**What to produce**
Please reproduce exactly the lines from the start of the records through the one containing "Lifecycle stage of", and nothing more.

**The input**
=== Section Start ===

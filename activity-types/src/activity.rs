//! Activity records.
//!
//! An [`Activity`] decodes from the backend's field names (`itemName`,
//! `itemStatus`, `st`, ...) and also accepts the snake_case names. Display
//! fields the client reads live in [`ActivityDisplay`]; every other key the
//! backend sends is kept verbatim in [`Activity::extra`].

use std::fmt;
use std::str::FromStr;

use chrono::NaiveDateTime;
use serde::{Deserialize, Serialize};
use serde_json::{Map, Value};

use crate::de;
use crate::time::parse_timestamp;
use crate::TypesError;

/// Category tag that marks a series container.
pub const SERIES_CATEGORY: &str = "1";

/// Lifecycle stage of an activity, as reported by `itemStatus`.
#[derive(Debug, Clone, Copy, PartialEq, Eq, Hash)]
pub enum Status {
    /// Open for registration.
    Applying,
    /// Registration closed.
    ApplyEnded,
    /// Hours under public disclosure.
    HourPublic,
    /// Appended hours under public disclosure.
    HourAppendPublic,
    /// Disclosure period over.
    PublicEnded,
    /// Hours application in progress.
    HourApplying,
    /// Hours approved.
    HourApproved,
    /// Hours rejected.
    HourRejected,
    /// Closed.
    Finished,
    /// Closed abnormally.
    AbnormalFinished,
    /// Any code outside the table.
    Unknown,
}

impl Status {
    /// Backend code for this stage (`-1` for [`Status::Unknown`]).
    pub fn code(&self) -> i32 {
        match self {
            Self::Applying => 26,
            Self::ApplyEnded => 28,
            Self::HourPublic => 30,
            Self::HourAppendPublic => 31,
            Self::PublicEnded => 32,
            Self::HourApplying => 33,
            Self::HourApproved => 34,
            Self::HourRejected => 35,
            Self::Finished => 40,
            Self::AbnormalFinished => -3,
            Self::Unknown => -1,
        }
    }

    /// Human-readable label.
    pub fn text(&self) -> &'static str {
        match self {
            Self::Applying => "registration open",
            Self::ApplyEnded => "registration closed",
            Self::HourPublic => "hours disclosure",
            Self::HourAppendPublic => "appended hours disclosure",
            Self::PublicEnded => "disclosure ended",
            Self::HourApplying => "hours applying",
            Self::HourApproved => "hours approved",
            Self::HourRejected => "hours rejected",
            Self::Finished => "closed",
            Self::AbnormalFinished => "abnormally closed",
            Self::Unknown => "unknown",
        }
    }
}

impl From<i32> for Status {
    fn from(code: i32) -> Self {
        match code {
            26 => Self::Applying,
            28 => Self::ApplyEnded,
            30 => Self::HourPublic,
            31 => Self::HourAppendPublic,
            32 => Self::PublicEnded,
            33 => Self::HourApplying,
            34 => Self::HourApproved,
            35 => Self::HourRejected,
            40 => Self::Finished,
            -3 => Self::AbnormalFinished,
            _ => Self::Unknown,
        }
    }
}

impl fmt::Display for Status {
    fn fmt(&self, f: &mut fmt::Formatter<'_>) -> fmt::Result {
        f.write_str(self.text())
    }
}

/// Single-letter module classification.
#[derive(Debug, Clone, Copy, PartialEq, Eq, Hash, PartialOrd, Ord, Serialize, Deserialize)]
pub enum ModuleTag {
    /// Moral education (`d`).
    #[serde(rename = "d")]
    Moral,
    /// Intellectual education (`z`).
    #[serde(rename = "z")]
    Intellectual,
    /// Physical education (`t`).
    #[serde(rename = "t")]
    Physical,
    /// Aesthetic education (`m`).
    #[serde(rename = "m")]
    Aesthetic,
    /// Labor education (`l`).
    #[serde(rename = "l")]
    Labor,
}

impl ModuleTag {
    /// All five tags in table order.
    pub const ALL: [ModuleTag; 5] = [
        Self::Moral,
        Self::Intellectual,
        Self::Physical,
        Self::Aesthetic,
        Self::Labor,
    ];

    /// Backend letter for this tag.
    pub fn letter(&self) -> char {
        match self {
            Self::Moral => 'd',
            Self::Intellectual => 'z',
            Self::Physical => 't',
            Self::Aesthetic => 'm',
            Self::Labor => 'l',
        }
    }

    /// Human-readable label.
    pub fn label(&self) -> &'static str {
        match self {
            Self::Moral => "moral",
            Self::Intellectual => "intellectual",
            Self::Physical => "physical",
            Self::Aesthetic => "aesthetic",
            Self::Labor => "labor",
        }
    }
}

impl FromStr for ModuleTag {
    type Err = TypesError;

    fn from_str(s: &str) -> Result<Self, Self::Err> {
        let s = s.trim();
        Self::ALL
            .into_iter()
            .find(|tag| s.len() == 1 && s.starts_with(tag.letter()))
            .ok_or_else(|| TypesError::UnknownModule(s.to_string()))
    }
}

impl fmt::Display for ModuleTag {
    fn fmt(&self, f: &mut fmt::Formatter<'_>) -> fmt::Result {
        write!(f, "{}", self.letter())
    }
}

/// Named display fields the client reads out of the backend payload.
#[derive(Debug, Clone, Default, PartialEq, Serialize, Deserialize)]
pub struct ActivityDisplay {
    /// Module letter (`d`, `z`, `t`, `m`, `l`).
    #[serde(rename = "module", default, deserialize_with = "de::opt_text", skip_serializing_if = "Option::is_none")]
    pub module: Option<String>,
    /// Module label as rendered by the backend.
    #[serde(rename = "module_dictText", default, deserialize_with = "de::opt_text", skip_serializing_if = "Option::is_none")]
    pub module_text: Option<String>,
    /// Department display name, preferred source.
    #[serde(rename = "businessDeptId_dictText", default, deserialize_with = "de::opt_text", skip_serializing_if = "Option::is_none")]
    pub department_label: Option<String>,
    /// Department display name, second source.
    #[serde(rename = "businessDeptName", default, deserialize_with = "de::opt_text", skip_serializing_if = "Option::is_none")]
    pub department_name: Option<String>,
    /// Department display name under a misspelled key some endpoints use.
    #[serde(rename = "bussinessDeptName", default, deserialize_with = "de::opt_text", skip_serializing_if = "Option::is_none")]
    pub department_name_legacy: Option<String>,
    /// Organizer display name.
    #[serde(rename = "organizer_dictText", default, deserialize_with = "de::opt_text", skip_serializing_if = "Option::is_none")]
    pub organizer: Option<String>,
    /// Contact person.
    #[serde(rename = "linkMan", default, deserialize_with = "de::opt_text", skip_serializing_if = "Option::is_none")]
    pub link_man: Option<String>,
    /// Venue.
    #[serde(rename = "placeInfo", default, deserialize_with = "de::opt_text", skip_serializing_if = "Option::is_none")]
    pub place: Option<String>,
    /// Header image reference.
    #[serde(rename = "pic", default, deserialize_with = "de::opt_text", skip_serializing_if = "Option::is_none")]
    pub picture: Option<String>,
    /// Participation form label.
    #[serde(rename = "form_dictText", default, deserialize_with = "de::opt_text", skip_serializing_if = "Option::is_none")]
    pub form: Option<String>,
    /// Activity level label.
    #[serde(rename = "activityLevel_dictText", default, deserialize_with = "de::opt_text", skip_serializing_if = "Option::is_none")]
    pub level: Option<String>,
}

/// An activity as reported by the backend.
#[derive(Debug, Clone, PartialEq, Serialize, Deserialize)]
pub struct Activity {
    /// Primary key.
    pub id: String,
    /// Display name.
    #[serde(rename = "itemName", alias = "name")]
    pub name: String,
    /// Raw status code, see [`Status`].
    #[serde(rename = "itemStatus", alias = "status_code", deserialize_with = "de::int")]
    pub status_code: i32,
    /// Hours granted on completion.
    #[serde(rename = "validHour", alias = "valid_hour", default, deserialize_with = "de::opt_f64", skip_serializing_if = "Option::is_none")]
    pub valid_hours: Option<f64>,
    /// Number of registered applicants.
    #[serde(rename = "applyNum", alias = "apply_num", default, deserialize_with = "de::opt_i64", skip_serializing_if = "Option::is_none")]
    pub applicant_count: Option<i64>,
    /// Applicant cap.
    #[serde(rename = "peopleNum", alias = "apply_limit", default, deserialize_with = "de::opt_i64", skip_serializing_if = "Option::is_none")]
    pub applicant_limit: Option<i64>,
    /// `1` when the current user is registered.
    #[serde(rename = "booleanRegistration", alias = "boolean_registration", default, deserialize_with = "de::opt_i64", skip_serializing_if = "Option::is_none")]
    pub registration_flag: Option<i64>,
    /// `"1"` when registration requires sign-up details.
    #[serde(rename = "needSignInfo", alias = "need_sign_info_str", default, deserialize_with = "de::opt_text", skip_serializing_if = "Option::is_none")]
    pub need_sign_info: Option<String>,
    /// Conceiving rationale.
    #[serde(default, deserialize_with = "de::opt_text", skip_serializing_if = "Option::is_none")]
    pub conceive: Option<String>,
    /// Body text.
    #[serde(rename = "baseContent", alias = "base_content", default, deserialize_with = "de::opt_text", skip_serializing_if = "Option::is_none")]
    pub content: Option<String>,
    /// Category tag; [`SERIES_CATEGORY`] marks a series.
    #[serde(rename = "itemCategory", alias = "item_category", default, deserialize_with = "de::opt_text", skip_serializing_if = "Option::is_none")]
    pub category: Option<String>,
    /// Creation timestamp.
    #[serde(rename = "createTime", alias = "create_time_str", default, deserialize_with = "de::opt_text", skip_serializing_if = "Option::is_none")]
    pub created_at: Option<String>,
    /// Registration window start.
    #[serde(rename = "applySt", alias = "apply_start", default, deserialize_with = "de::opt_text", skip_serializing_if = "Option::is_none")]
    pub apply_start: Option<String>,
    /// Registration window end.
    #[serde(rename = "applyEt", alias = "apply_end", default, deserialize_with = "de::opt_text", skip_serializing_if = "Option::is_none")]
    pub apply_end: Option<String>,
    /// Start of the activity itself.
    #[serde(rename = "st", alias = "start_time", default, deserialize_with = "de::opt_text", skip_serializing_if = "Option::is_none")]
    pub start_time: Option<String>,
    /// End of the activity itself.
    #[serde(rename = "et", alias = "end_time", default, deserialize_with = "de::opt_text", skip_serializing_if = "Option::is_none")]
    pub end_time: Option<String>,
    /// Contact phone.
    #[serde(rename = "tel", default, deserialize_with = "de::opt_text", skip_serializing_if = "Option::is_none")]
    pub contact: Option<String>,
    /// Child activities; only ever set on a series after a detail fetch.
    #[serde(default, skip_serializing_if = "Option::is_none")]
    pub children: Option<Vec<Activity>>,
    /// Display fields.
    #[serde(flatten)]
    pub display: ActivityDisplay,
    /// Every other key in the backend payload, untouched.
    #[serde(flatten)]
    pub extra: Map<String, Value>,
}

impl Activity {
    /// Create a bare activity with only the required fields set.
    pub fn new(id: &str, name: &str, status_code: i32) -> Self {
        Self {
            id: id.to_string(),
            name: name.to_string(),
            status_code,
            valid_hours: None,
            applicant_count: None,
            applicant_limit: None,
            registration_flag: None,
            need_sign_info: None,
            conceive: None,
            content: None,
            category: None,
            created_at: None,
            apply_start: None,
            apply_end: None,
            start_time: None,
            end_time: None,
            contact: None,
            children: None,
            display: ActivityDisplay::default(),
            extra: Map::new(),
        }
    }

    /// Lifecycle stage.
    pub fn status(&self) -> Status {
        Status::from(self.status_code)
    }

    /// True for a series container.
    pub fn is_series(&self) -> bool {
        self.category.as_deref() == Some(SERIES_CATEGORY)
    }

    /// True if the current user is registered.
    pub fn applied(&self) -> bool {
        self.registration_flag.unwrap_or(0) == 1
    }

    /// True if registration is open, the user is not registered and seats remain.
    pub fn applyable(&self) -> bool {
        self.status() == Status::Applying
            && !self.applied()
            && self.applicant_count.unwrap_or(0) < self.applicant_limit.unwrap_or(0)
    }

    /// True if registering requires sign-up details.
    pub fn needs_sign_info(&self) -> bool {
        self.need_sign_info.as_deref() == Some("1")
    }

    /// Module classification, if the backend reported a known letter.
    pub fn module_tag(&self) -> Option<ModuleTag> {
        self.display.module.as_deref()?.parse().ok()
    }

    /// Department display name, or `""` when none of the sources is set.
    pub fn department_name(&self) -> &str {
        [
            &self.display.department_label,
            &self.display.department_name,
            &self.display.department_name_legacy,
        ]
        .into_iter()
        .filter_map(|name| name.as_deref())
        .find(|name| !name.is_empty())
        .unwrap_or_default()
    }

    /// Organizer display name, falling back to the contact person.
    pub fn organizer_name(&self) -> &str {
        [&self.display.organizer, &self.display.link_man]
            .into_iter()
            .filter_map(|name| name.as_deref())
            .find(|name| !name.is_empty())
            .unwrap_or_default()
    }

    /// Parsed start time; `None` if absent or unparseable.
    pub fn start(&self) -> Option<NaiveDateTime> {
        parse_timestamp(self.start_time.as_deref()?).ok()
    }

    /// Parsed end time; `None` if absent or unparseable.
    pub fn end(&self) -> Option<NaiveDateTime> {
        parse_timestamp(self.end_time.as_deref()?).ok()
    }
}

=== Section End ===

**Written answer**
filename activity-types/src/activity.rs
//! Activity records.
//!
//! An [`Activity`] decodes from the backend's field names (`itemName`,
//! `itemStatus`, `st`, ...) and also accepts the snake_case names. Display
//! fields the client reads live in [`ActivityDisplay`]; every other key the
//! backend sends is kept verbatim in [`Activity::extra`].

use std::fmt;
use std::str::FromStr;

use chrono::NaiveDateTime;
use serde::{Deserialize, Serialize};
use serde_json::{Map, Value};

use crate::de;
use crate::time::parse_timestamp;
use crate::TypesError;

/// Category tag that marks a series container.
pub const SERIES_CATEGORY: &str = "1";

/// Lifecycle stage of an activity, as reported by `itemStatus`.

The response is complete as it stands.